While I’ve avidly followed true crime narrative since the 1960s, I decided to write about it much later, in 2007. That was the year I met Charlie Wells. At the time he had just retired as sheriff of Manatee County, a position he had held for 23 years, since 1984, and he was teaching a course, “The Famous Murders of Manatee County,” at the University of South Florida’s lifelong learning program. I signed up.
During the first session, Sheriff Wells introduced himself and the three cases he planned to cover during the semester. For each class he brought in the detectives who had been primarily responsible for the investigation, and each presented the evidence used to obtain a conviction. He also asked the students to introduce themselves and tell a little about why they were taking his class. I said I was an English major and wanted to write about crime.
“An English major,” he wrinkled his nose. “We’ve already got one of those in this class,” he joked. After class we talked and he explained that several times he had begun to write about the Brannon triple homicide, a case that would not leave him almost ten years after it had been solved. “Every time I do, it ends up sounding like a crime report,” he said. “Can you write?” I could. I had. And we soon agreed to collaborate on writing about the case and, if that was successful, two other books would follow.
My interest in homicide is solely about true crimes without obvious motives. I want to understand how a human being can inflict such cruelty on a stranger. Murder “feels” chaotic and unfinished, and I want to bring order to that chaos and closure to the victims and their families, in my own mind at least, through understanding. Processing what comes after the crime–the investigative and judicial processes and the psychological and sociological effects crime have on survivors and the community–are of great interest to me as well.
Where my mind tends to go down every rabbit hole, Charlie Wells’ motives are much more straightforward. He is a passionate advocate for justice and is outraged by the harm done to innocent victims, particularly children, many of whom he has spent time with at the crime scene. He has seen first-hand the carnage humans can produce and he wants perpetrators to pay for their crimes.
Not only is he an advocate for the process of justice, he is a champion for those people who live for justice,– the detectives, forensics experts, photographers, patrol personnel, Emergency Medical Technicians (EMTs), and the many lay employees of the sheriff’s office whose work is essential to solving crime. Wells thinks they aren’t sufficiently recognized for the difficult work they do, and he hopes writing about it will help to honor their courage and dedication.
So that’s why Charlie and I write about crime. …And there is a market for it. According to the November 16, 2018 issue of Publisher’s Weekly, 1.6 million print copies of true crime books were sold in 2018. Compared with the 976,000 sold two years earlier, that represents an increase of 624,000 true crime book sales. What motivates those readers?
Author Bill James wrote in his book Popular Crime (Simon & Schuster, Inc., 2012) that when we read true crime narrative “that meets an ethical bar for compassion, justice, and humanity,” it can give us psychological insight into the motives for the crimes, help develop survival skills to prevent our own victimization, and, last, even help to solve cold cases.

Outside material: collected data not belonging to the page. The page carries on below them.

#[cfg(test)]
mod tests {
    use super::*;
    use crate::controller::auth_host::AuthBroker;
    use crate::controller::testing::{
        account, context, day, settings, user, FakeDirectory, FakeFlags, FakeSaml, AUTH_HOST,
        SITE_HOST,
    };
    use crate::controller::types::{RelayForm, SloQuery, SlsQuery, SsoQuery};
    use crate::crypto::FixedClock;
    use crate::handoff::PersonalIdentifier;
    use crate::saml::ProcessedResponse;
    use crate::settings::ModuleConfig;

    struct Harness {
        satellite: Satellite,
        ctx: HandoffContext,
        directory: Arc<FakeDirectory>,
        flags: Arc<FakeFlags>,
        clock: Arc<FixedClock>,
    }

    fn harness(activate: bool) -> Harness {
        let clock = Arc::new(FixedClock::new(day(14)));
        let module = ModuleConfig {
            activate,
            ..Default::default()
        };
        let ctx = context(settings(SITE_HOST), module, clock.clone());
        let directory = Arc::new(FakeDirectory::default());
        let flags = Arc::new(FakeFlags::default());
        Harness {
            satellite: Satellite::new(ctx.clone(), directory.clone(), flags.clone()),
            ctx,
            directory,
            flags,
            clock,
        }
    }

    impl Harness {
        fn enroll(&self, id: &str, code: &str) {
            let hash = self.ctx.cryptor.hash(code).unwrap();
            self.directory.add(account(id, &hash));
        }

        fn handoff(&self, identifier: &str) -> AcsForm {
            let identifier = PersonalIdentifier::parse(identifier).unwrap();
            AcsForm {
                handoff_payload: Some(self.ctx.codec.encode(&identifier).unwrap().into_inner()),
                handoff_token: Some(self.ctx.tokens.issue(SITE_HOST).unwrap()),
                ..Default::default()
            }
        }
    }

    #[test]
    fn test_sso_delegates_to_auth_host() {
        let h = harness(true);
        let outcome = h.satellite.single_sign_on(&SsoRequest {
            query: SsoQuery::default(),
            current: None,
        });
        assert_eq!(
            outcome,
            Outcome::redirect("https://auth.example.lv/onelogin_saml/sso?returnTo=site.example.lv")
        );
    }

    #[test]
    fn test_sso_authenticated_goes_home() {
        let h = harness(true);
        let outcome = h.satellite.single_sign_on(&SsoRequest {
            query: SsoQuery {
                return_to: Some("https://evil.example".to_string()),
            },
            current: Some(user("42")),
        });
        assert_eq!(outcome, Outcome::redirect("/"));
    }

    #[test]
    fn test_full_login_handoff() {
        let clock = Arc::new(FixedClock::new(day(14)));
        let auth_ctx = context(settings(AUTH_HOST), ModuleConfig::default(), clock.clone());
        let saml = Arc::new(FakeSaml::answering(ProcessedResponse::success("PK:123456-78901")));
        let broker = AuthBroker::new(auth_ctx, saml);

        let sat_ctx = context(settings(SITE_HOST), ModuleConfig::default(), clock);
        let directory = Arc::new(FakeDirectory::default());
        let flags = Arc::new(FakeFlags::default());
        let satellite = Satellite::new(sat_ctx.clone(), directory.clone(), flags.clone());
        directory.add(account("42", &sat_ctx.cryptor.hash("123456-78901").unwrap()));

        let Outcome::Relay(RelayForm { data, token, error, .. }) =
            broker.assertion_consumer_service(&AcsForm {
                saml_response: Some("resp".to_string()),
                relay_state: Some(SITE_HOST.to_string()),
                ..Default::default()
            })
        else {
            panic!("expected relay form");
        };
        assert!(error.is_none());

        let outcome = satellite.assertion_consumer_service(&AcsForm {
            handoff_payload: Some(data),
            handoff_token: Some(token),
            ..Default::default()
        });

        assert_eq!(outcome.location(), Some("/user/42"));
        assert!(matches!(outcome, Outcome::SignedIn { .. }));
        assert_eq!(directory.finalized(), vec!["42".to_string()]);
        assert!(flags.is_delegated("42").unwrap());
    }

    #[test]
    fn test_lookup_hash_strips_prefix() {
        let h = harness(true);
        h.enroll("42", "123456-78901");

        h.satellite
            .assertion_consumer_service(&h.handoff("PK:123456-78901"));
        assert_eq!(
            h.directory.lookups(),
            vec![h.ctx.cryptor.hash("123456-78901").unwrap()]
        );
    }

    #[test]
    fn test_yesterdays_token_is_rejected() {
        let h = harness(true);
        h.enroll("42", "123456-78901");

        h.clock.set(day(13));
        let form = h.handoff("PK:123456-78901");
        h.clock.set(day(14));

        let outcome = h.satellite.assertion_consumer_service(&form);
        assert_eq!(outcome, Outcome::redirect("/user/login?error=1"));
        assert!(h.directory.lookups().is_empty());
        assert!(h.directory.finalized().is_empty());
    }

    #[test]
    fn test_tampered_payload_is_rejected() {
        let h = harness(true);
        h.enroll("42", "123456-78901");

        let mut form = h.handoff("PK:123456-78901");
        form.handoff_payload = Some("00".repeat(60));

        let outcome = h.satellite.assertion_consumer_service(&form);
        assert_eq!(outcome, Outcome::redirect("/user/login?error=1"));
        assert!(h.directory.lookups().is_empty());
    }

    #[test]
    fn test_unknown_and_ambiguous_accounts() {
        let h = harness(true);

        let outcome = h
            .satellite
            .assertion_consumer_service(&h.handoff("PK:123456-78901"));
        assert_eq!(outcome, Outcome::redirect("/user/login?error=1"));

        h.enroll("1", "123456-78901");
        h.enroll("2", "123456-78901");
        let outcome = h
            .satellite
            .assertion_consumer_service(&h.handoff("PK:123456-78901"));
        assert_eq!(outcome, Outcome::redirect("/user/login?error=1"));
        assert!(h.directory.finalized().is_empty());
    }

    #[test]
    fn test_missing_handoff_fields() {
        let h = harness(true);
        let outcome = h.satellite.assertion_consumer_service(&AcsForm::default());
        assert_eq!(outcome, h.ctx.error());
    }

    #[test]
    fn test_finalizer_failure_is_generic_error() {
        let clock = Arc::new(FixedClock::new(day(14)));
        let ctx = context(settings(SITE_HOST), ModuleConfig::default(), clock);
        let directory = Arc::new(FakeDirectory::failing());
        directory.add(account("42", &ctx.cryptor.hash("123456-78901").unwrap()));
        let satellite = Satellite::new(ctx.clone(), directory, Arc::new(FakeFlags::default()));

        let identifier = PersonalIdentifier::parse("PK:123456-78901").unwrap();
        let outcome = satellite.assertion_consumer_service(&AcsForm {
            handoff_payload: Some(ctx.codec.encode(&identifier).unwrap().into_inner()),
            handoff_token: Some(ctx.tokens.issue(SITE_HOST).unwrap()),
            ..Default::default()
        });
        assert_eq!(outcome, ctx.error());
    }

    #[test]
    fn test_delegated_logout_token_matches_auth_host() {
        let h = harness(true);
        h.flags.set_delegated("42", true).unwrap();

        let outcome = h.satellite.single_log_out(&SloRequest {
            query: SloQuery::default(),
            current: Some(user("42")),
        });
        let location = outcome.location().unwrap().to_string();
        assert!(location.starts_with("https://auth.example.lv/onelogin_saml/slo?"));
        assert!(h.directory.logouts().is_empty());

        let query: SloQuery =
            serde_urlencoded::from_str(location.split_once('?').unwrap().1).unwrap();
        assert_eq!(query.return_to.as_deref(), Some(SITE_HOST));
        assert_eq!(query.user.as_deref(), Some("42"));

        let auth_ctx = context(
            settings(AUTH_HOST),
            ModuleConfig::default(),
            Arc::new(FixedClock::new(day(14))),
        );
        assert!(auth_ctx
            .tokens
            .verify(query.return_to.as_deref().unwrap(), query.token.as_deref().unwrap()));
    }

    #[test]
    fn test_local_logout_without_flag() {
        let h = harness(true);
        let outcome = h.satellite.single_log_out(&SloRequest {
            query: SloQuery::default(),
            current: Some(user("42")),
        });
        assert_eq!(
            outcome,
            Outcome::SignedOut {
                location: "/".to_string()
            }
        );
        assert_eq!(h.directory.logouts(), vec![user("42")]);
    }

    #[test]
    fn test_local_logout_when_not_activated() {
        let h = harness(false);
        h.flags.set_delegated("42", true).unwrap();

        let outcome = h.satellite.single_log_out(&SloRequest {
            query: SloQuery::default(),
            current: Some(user("42")),
        });
        assert!(matches!(outcome, Outcome::SignedOut { .. }));
    }

    #[test]
    fn test_anonymous_logout_goes_home() {
        let h = harness(true);
        let outcome = h.satellite.single_log_out(&SloRequest {
            query: SloQuery::default(),
            current: None,
        });
        assert_eq!(outcome, Outcome::redirect("/"));
    }

    #[test]
    fn test_logout_service_clears_flag() {
        let h = harness(true);
        h.flags.set_delegated("42", true).unwrap();

        let outcome = h.satellite.single_log_out_service(&SlsRequest {
            query: SlsQuery {
                user: Some("42".to_string()),
                token: Some(h.ctx.tokens.issue(SITE_HOST).unwrap()),
                ..Default::default()
            },
            current: Some(user("42")),
        });
        assert!(matches!(outcome, Outcome::SignedOut { .. }));
        assert!(!h.flags.is_delegated("42").unwrap());
        assert_eq!(h.directory.logouts(), vec![user("42")]);
    }

    #[test]
    fn test_logout_service_rejects_bad_token() {
        let h = harness(true);
        h.flags.set_delegated("42", true).unwrap();

        let outcome = h.satellite.single_log_out_service(&SlsRequest {
            query: SlsQuery {
                user: Some("42".to_string()),
                token: Some("forged".to_string()),
                ..Default::default()
            },
            current: Some(user("42")),
        });
        assert_eq!(outcome, h.ctx.error());
        assert!(h.flags.is_delegated("42").unwrap());
        assert!(h.directory.logouts().is_empty());
    }
}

Two writers come immediately to mind thinking about solving cold cases. In 2016 journalist Michelle McNamara was finishing her true crime book about the Golden State Killer, I’ll Be Gone In the Dark (2018, Harper Collins), when she died unexpectedly. Through the efforts of her researcher Paul Haynes, her husband Patton Oswalt, retired cold case detective Paul Holes, and investigative reporter Billy Jensen, the book was finished and published in 2018. Book publicity reacquainted the public with a 1970s and ’80s California cold case that included a dozen murders, 50 sexual assaults, and more than a hundred burglaries, and eventually led to the arrest of former police office Joseph James DeAngelo whom police were able to connect to some of the murders using DNA evidence.
Billy Jenkens, also well-known co-host with Paul Holes of the podcast The Murder Squad, just published Chase Darkness with Me: How One True Crime Writer Started Solving Murders (Sourcebooks, 2019). There he describes 10 cold case murders he solved or helped solve using methods that depend on contemporary forensic tools such as DNA matching between anonymous perpetrators and their family members whose identities are known, and the use of Facebook and geo-mapping to assist law enforcement in publicizing unidentified suspects and victims. Jenkens promotes the creation of a cadre of citizens whose knowledge of their communities and use of a simple set of practical rules will help detectives solve cold cases.
An article in the Toronto Globe and Mail published in March 15, 2019 poses an interesting questions: True Crime is Popular. But is it Ethical? Author Jana G. Pruden says we write and read about it because we care and because the stories matter. She says:
We are all sharing stories about what it means to be human. …The true cost of crime and violence cannot be fully understood without knowing about the lives it touches. My answer to how to honor the victims is to tell a responsible story.”
That is what Charlie and I are trying our best to do. Behind all my talk of chaos and closure and justice served, it is simply that.– To understand the lives crime touches. To share a responsible story.